查询规划器估计顺序读取所有数据并对其进行散列处理比执行估计 2100 次索引扫描及其相关的更多随机磁盘访问要更快。

The query planner estimated it'd be faster to sequentially read all the data and hash it, than to perform an estimated 2100 index scans with their associated much more random disk access.

雪化雨蝶 2024-09-12 18:34:45

如果没有看到解释分析,此类问题通常是由于统计信息关闭或 random_page_cost 或 seq_page_cost 所需的异常设置造成的。

可能运行得更好

set enable_hashjoin = false;

Without seeing an explain analyze, these kind of problems usually result from statistics being off or an unusual setting required for random_page_cost or seq_page_cost.

It may run better with

set enable_hashjoin = false;
疏忽 2024-09-12 18:34:45

您的问题是优化器没有正确的统计信息来确定要创建多少个匹配“A.H_id = tmp_ids.id”,这是临时表的常见问题 - 他们没有这样的统计信息普通的可以。它猜测“在 A 上使用 idx_A_handid 进行索引扫描”将匹配 21 行,但实际上只有 3 行。在解释分析中突出显示,最低级别的向上箭头旁边有一个 7,给出了估计错误程度的乘数。
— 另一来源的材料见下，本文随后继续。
//! Core of revint: digit reversal plus the location and error types shared
//! by the input lexer, parser and judge.
//!
//! Every error produced while reading input carries its source position.

mod reverse;

pub use reverse::{Digits, checked_reverse, fits_i32, reverse, reverse_wide};

/// Source location information for error reporting
#[derive(Debug, Clone, Copy, PartialEq, Eq)]
pub struct Span {
    pub start: usize,
    pub end: usize,
}

impl Span {
    #[must_use]
    pub const fn new(start: usize, end: usize) -> Self {
        Self { start, end }
    }
}

/// Line and column position in source text
#[derive(Debug, Clone, Copy, PartialEq, Eq)]
pub struct Position {
    pub line: usize,
    pub column: usize,
}

impl Position {
    #[must_use]
    pub const fn new(line: usize, column: usize) -> Self {
        Self { line, column }
    }
}

/// Convert byte span to line/column positions
#[derive(Debug, Clone)]
pub struct SourceMap {
    line_starts: Vec<usize>,
}

impl SourceMap {
    #[must_use]
    pub fn new(source: &str) -> Self {
        let mut line_starts = vec![0];
        for (pos, ch) in source.char_indices() {
            if ch == '\n' {
                line_starts.push(pos + 1);
            }
        }
        Self { line_starts }
    }

    #[must_use]
    pub fn position(&self, byte_offset: usize) -> Position {
        match self.line_starts.binary_search(&byte_offset) {
            Ok(line) => Position::new(line + 1, 1),
            Err(line) => {
                let line_start = self.line_starts[line - 1];
                Position::new(line, byte_offset - line_start + 1)
            }
        }
    }
}

/// Value with location information
#[derive(Debug, Clone, PartialEq, Eq)]
pub struct Spanned<T> {
    pub node: T,
    pub span: Span,
}

impl<T> Spanned<T> {
    #[must_use]
    pub const fn new(node: T, span: Span) -> Self {
        Self { node, span }
    }
}

/// Errors raised while reading integer input
#[derive(Debug, Clone, PartialEq, Eq, thiserror::Error)]
pub enum RevintError {
    #[error("revint:{filename}:{line}:{column}: ERR_SYNTAX: {message}")]
    Syntax {
        message: String,
        span: Span,
        filename: String,
        line: usize,
        column: usize,
    },

    #[error(
        "revint:{filename}:{line}:{column}: ERR_LITERAL: {literal} does not fit in a signed 64-bit integer"
    )]
    Literal {
        literal: String,
        span: Span,
        filename: String,
        line: usize,
        column: usize,
    },

    #[error(
        "revint:{filename}:{line}:{column}: ERR_RANGE: {value} is outside the signed 32-bit range"
    )]
    Range {
        value: i64,
        span: Span,
        filename: String,
        line: usize,
        column: usize,
    },

    #[error(
        "revint:{filename}:{line}:{column}: ERR_ARITY: expected {expected} argument(s), found {found}"
    )]
    Arity {
        expected: usize,
        found: usize,
        span: Span,
        filename: String,
        line: usize,
        column: usize,
    },
}

impl RevintError {
    #[must_use]
    pub fn syntax(message: String, span: Span, source_map: &SourceMap, filename: &str) -> Self {
        let pos = source_map.position(span.start);
        Self::Syntax {
            message,
            span,
            filename: filename.to_string(),
            line: pos.line,
            column: pos.column,
        }
    }

    #[must_use]
    pub fn literal(literal: String, span: Span, source_map: &SourceMap, filename: &str) -> Self {
        let pos = source_map.position(span.start);
        Self::Literal {
            literal,
            span,
            filename: filename.to_string(),
            line: pos.line,
            column: pos.column,
        }
    }

    #[must_use]
    pub fn range(value: i64, span: Span, source_map: &SourceMap, filename: &str) -> Self {
        let pos = source_map.position(span.start);
        Self::Range {
            value,
            span,
            filename: filename.to_string(),
            line: pos.line,
            column: pos.column,
        }
    }

    #[must_use]
    pub fn arity(
        expected: usize,
        found: usize,
        span: Span,
        source_map: &SourceMap,
        filename: &str,
    ) -> Self {
        let pos = source_map.position(span.start);
        Self::Arity {
            expected,
            found,
            span,
            filename: filename.to_string(),
            line: pos.line,
            column: pos.column,
        }
    }

    #[must_use]
    pub const fn span(&self) -> Span {
        match self {
            Self::Syntax { span, .. }
            | Self::Literal { span, .. }
            | Self::Range { span, .. }
            | Self::Arity { span, .. } => *span,
        }
    }

    /// Stable error code, as printed in the message
    #[must_use]
    pub const fn code(&self) -> &'static str {
        match self {
            Self::Syntax { .. } => "ERR_SYNTAX",
            Self::Literal { .. } => "ERR_LITERAL",
            Self::Range { .. } => "ERR_RANGE",
            Self::Arity { .. } => "ERR_ARITY",
        }
    }
}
该错误会继续到它认为有 2100 行需要扫描的位置,此时它可能会进行完整的顺序扫描并对结果进行哈希处理,因为这可能会触及表中的大多数块。

如果它正确地知道只有 300 个数据需要探测,它可能会做一些不同的事情,只涉及数据的一个子集。由于临时表缺乏统计信息,您不能指望从临时表的联接中获得良好的计划。在这种情况下,在执行查询之前关闭 enable_hashjoin 来推动正确的行为可能是合适的。

Your problem is that the optimizer doesn't have the right statistics to determine how many matches "A.H_id = tmp_ids.id" is going to create, which is a common problem with temporary tables--they don't have statistics the way a regular one does. It guesses that 21 rows are going to match coming out of the "Index Scan using idx_A_handid on A", but there are actually only 3. It's highlighted in the explain analysis where the lowest level up arrow has a 7 next to it, giving the multiplier for how wrong the estimate was.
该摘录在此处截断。